-- PROVIDED MATERIAL follows --

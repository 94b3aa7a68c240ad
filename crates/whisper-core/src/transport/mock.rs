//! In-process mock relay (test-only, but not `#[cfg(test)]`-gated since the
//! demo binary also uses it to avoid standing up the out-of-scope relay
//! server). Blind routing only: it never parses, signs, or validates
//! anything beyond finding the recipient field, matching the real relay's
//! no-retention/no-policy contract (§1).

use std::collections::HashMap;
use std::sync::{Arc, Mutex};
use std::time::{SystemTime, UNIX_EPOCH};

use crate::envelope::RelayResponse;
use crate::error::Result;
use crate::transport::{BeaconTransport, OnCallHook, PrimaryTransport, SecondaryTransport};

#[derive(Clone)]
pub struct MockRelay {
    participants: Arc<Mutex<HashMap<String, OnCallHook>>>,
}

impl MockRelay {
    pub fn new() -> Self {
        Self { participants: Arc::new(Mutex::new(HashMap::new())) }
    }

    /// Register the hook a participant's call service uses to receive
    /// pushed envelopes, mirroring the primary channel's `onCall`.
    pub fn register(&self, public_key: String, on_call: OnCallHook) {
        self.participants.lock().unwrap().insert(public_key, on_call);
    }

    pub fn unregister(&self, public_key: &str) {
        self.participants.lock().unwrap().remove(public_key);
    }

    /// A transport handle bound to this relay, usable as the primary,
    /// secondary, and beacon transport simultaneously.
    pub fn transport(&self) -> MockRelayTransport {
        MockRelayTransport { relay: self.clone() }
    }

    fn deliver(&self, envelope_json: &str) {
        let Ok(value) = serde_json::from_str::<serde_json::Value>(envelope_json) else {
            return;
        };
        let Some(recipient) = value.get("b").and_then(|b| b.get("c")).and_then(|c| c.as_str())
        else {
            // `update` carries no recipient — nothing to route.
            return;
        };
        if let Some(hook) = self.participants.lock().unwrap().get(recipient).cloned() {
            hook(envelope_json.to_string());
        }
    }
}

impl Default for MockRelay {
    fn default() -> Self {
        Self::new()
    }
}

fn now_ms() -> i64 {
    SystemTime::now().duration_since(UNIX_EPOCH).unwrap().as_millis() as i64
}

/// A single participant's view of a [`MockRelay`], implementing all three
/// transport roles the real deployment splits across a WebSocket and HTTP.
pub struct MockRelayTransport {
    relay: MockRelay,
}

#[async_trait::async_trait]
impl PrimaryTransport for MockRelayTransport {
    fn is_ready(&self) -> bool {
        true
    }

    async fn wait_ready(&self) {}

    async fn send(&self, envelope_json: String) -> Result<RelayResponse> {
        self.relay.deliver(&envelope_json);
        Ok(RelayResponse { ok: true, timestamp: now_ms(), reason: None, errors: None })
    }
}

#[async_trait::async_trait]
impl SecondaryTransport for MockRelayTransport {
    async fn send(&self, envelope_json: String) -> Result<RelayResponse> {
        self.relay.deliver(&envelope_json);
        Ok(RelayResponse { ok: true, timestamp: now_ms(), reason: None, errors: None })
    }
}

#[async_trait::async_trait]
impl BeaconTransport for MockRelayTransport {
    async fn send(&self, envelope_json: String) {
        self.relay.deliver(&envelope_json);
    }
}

-- PROVIDED MATERIAL concluded --
-- PROVIDED MATERIAL follows --

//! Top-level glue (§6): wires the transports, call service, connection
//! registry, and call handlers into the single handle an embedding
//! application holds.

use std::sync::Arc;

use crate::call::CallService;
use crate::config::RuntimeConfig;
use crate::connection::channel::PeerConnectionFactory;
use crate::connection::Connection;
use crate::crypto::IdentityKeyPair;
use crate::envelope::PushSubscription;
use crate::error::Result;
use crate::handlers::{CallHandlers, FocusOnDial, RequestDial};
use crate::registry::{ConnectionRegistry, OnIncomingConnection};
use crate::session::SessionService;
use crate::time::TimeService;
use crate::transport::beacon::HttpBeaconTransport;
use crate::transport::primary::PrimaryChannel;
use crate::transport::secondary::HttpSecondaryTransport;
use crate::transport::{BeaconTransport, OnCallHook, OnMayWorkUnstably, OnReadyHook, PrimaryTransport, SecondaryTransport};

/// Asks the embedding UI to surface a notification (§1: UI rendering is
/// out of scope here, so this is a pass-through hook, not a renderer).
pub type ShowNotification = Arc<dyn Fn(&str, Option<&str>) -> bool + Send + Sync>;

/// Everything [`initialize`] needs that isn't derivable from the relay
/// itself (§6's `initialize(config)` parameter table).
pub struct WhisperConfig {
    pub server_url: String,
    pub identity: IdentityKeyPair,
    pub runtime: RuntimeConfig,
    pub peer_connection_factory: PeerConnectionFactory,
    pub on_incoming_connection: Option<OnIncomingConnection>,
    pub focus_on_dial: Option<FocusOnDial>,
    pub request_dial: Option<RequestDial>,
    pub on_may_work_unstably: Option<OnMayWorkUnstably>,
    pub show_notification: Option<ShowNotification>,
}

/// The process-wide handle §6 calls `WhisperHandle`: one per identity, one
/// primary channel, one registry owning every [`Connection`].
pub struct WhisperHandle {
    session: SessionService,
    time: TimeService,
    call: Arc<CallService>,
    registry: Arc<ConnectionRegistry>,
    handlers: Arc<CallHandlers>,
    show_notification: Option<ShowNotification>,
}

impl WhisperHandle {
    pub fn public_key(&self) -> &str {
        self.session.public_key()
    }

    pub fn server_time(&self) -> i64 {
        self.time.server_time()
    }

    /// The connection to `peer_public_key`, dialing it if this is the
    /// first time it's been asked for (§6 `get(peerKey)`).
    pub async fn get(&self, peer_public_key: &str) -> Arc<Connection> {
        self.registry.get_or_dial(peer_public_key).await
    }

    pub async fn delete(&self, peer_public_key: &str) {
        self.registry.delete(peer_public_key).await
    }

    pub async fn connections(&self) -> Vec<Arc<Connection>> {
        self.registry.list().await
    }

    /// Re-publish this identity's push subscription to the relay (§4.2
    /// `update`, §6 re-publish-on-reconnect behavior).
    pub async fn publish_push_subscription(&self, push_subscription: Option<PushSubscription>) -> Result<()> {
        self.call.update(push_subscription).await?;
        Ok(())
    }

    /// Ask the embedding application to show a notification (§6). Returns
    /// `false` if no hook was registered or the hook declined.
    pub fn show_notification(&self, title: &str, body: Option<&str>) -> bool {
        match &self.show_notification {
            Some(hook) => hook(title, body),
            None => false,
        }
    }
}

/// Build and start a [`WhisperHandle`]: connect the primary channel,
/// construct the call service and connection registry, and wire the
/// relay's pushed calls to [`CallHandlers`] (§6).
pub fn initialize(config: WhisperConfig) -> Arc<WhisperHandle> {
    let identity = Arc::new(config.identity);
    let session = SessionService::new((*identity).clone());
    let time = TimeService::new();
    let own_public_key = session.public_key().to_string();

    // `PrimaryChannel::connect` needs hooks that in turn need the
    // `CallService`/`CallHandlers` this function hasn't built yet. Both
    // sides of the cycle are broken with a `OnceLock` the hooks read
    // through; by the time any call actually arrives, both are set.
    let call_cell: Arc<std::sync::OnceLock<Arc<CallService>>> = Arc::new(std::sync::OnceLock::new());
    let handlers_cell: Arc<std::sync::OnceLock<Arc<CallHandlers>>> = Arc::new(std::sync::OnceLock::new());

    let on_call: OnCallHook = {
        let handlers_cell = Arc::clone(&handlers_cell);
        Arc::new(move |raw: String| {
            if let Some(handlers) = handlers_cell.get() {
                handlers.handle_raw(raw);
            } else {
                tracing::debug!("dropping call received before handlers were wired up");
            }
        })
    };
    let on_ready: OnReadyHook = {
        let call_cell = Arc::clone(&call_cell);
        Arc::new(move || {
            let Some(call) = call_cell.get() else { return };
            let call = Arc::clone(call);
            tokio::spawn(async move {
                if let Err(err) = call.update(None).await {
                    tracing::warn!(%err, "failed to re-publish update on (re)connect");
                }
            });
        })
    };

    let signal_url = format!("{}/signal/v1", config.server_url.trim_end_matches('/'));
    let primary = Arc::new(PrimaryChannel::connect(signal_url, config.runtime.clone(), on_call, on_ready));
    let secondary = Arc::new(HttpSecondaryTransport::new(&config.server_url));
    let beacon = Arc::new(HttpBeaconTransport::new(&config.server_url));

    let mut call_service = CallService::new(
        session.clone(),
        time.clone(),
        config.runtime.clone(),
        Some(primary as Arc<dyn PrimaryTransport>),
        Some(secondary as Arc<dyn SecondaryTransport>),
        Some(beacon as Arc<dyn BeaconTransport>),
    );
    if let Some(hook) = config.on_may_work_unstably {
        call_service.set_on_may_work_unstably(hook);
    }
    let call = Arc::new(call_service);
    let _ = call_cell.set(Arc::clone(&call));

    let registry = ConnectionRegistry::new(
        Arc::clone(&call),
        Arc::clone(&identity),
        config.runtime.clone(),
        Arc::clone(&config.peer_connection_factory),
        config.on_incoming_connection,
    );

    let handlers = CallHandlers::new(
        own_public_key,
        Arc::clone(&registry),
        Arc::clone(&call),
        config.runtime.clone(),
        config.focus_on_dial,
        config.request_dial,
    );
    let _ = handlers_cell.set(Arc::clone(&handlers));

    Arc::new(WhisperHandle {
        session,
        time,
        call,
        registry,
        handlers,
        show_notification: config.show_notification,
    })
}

-- PROVIDED MATERIAL concluded --

**THE TASK:**
Look through the entries above; find each line with the word "PushSubscription" and copy it.

**RESPONSE AREA:**
use crate::envelope::PushSubscription;
    pub async fn publish_push_subscription(&self, push_subscription: Option<PushSubscription>) -> Result<()> {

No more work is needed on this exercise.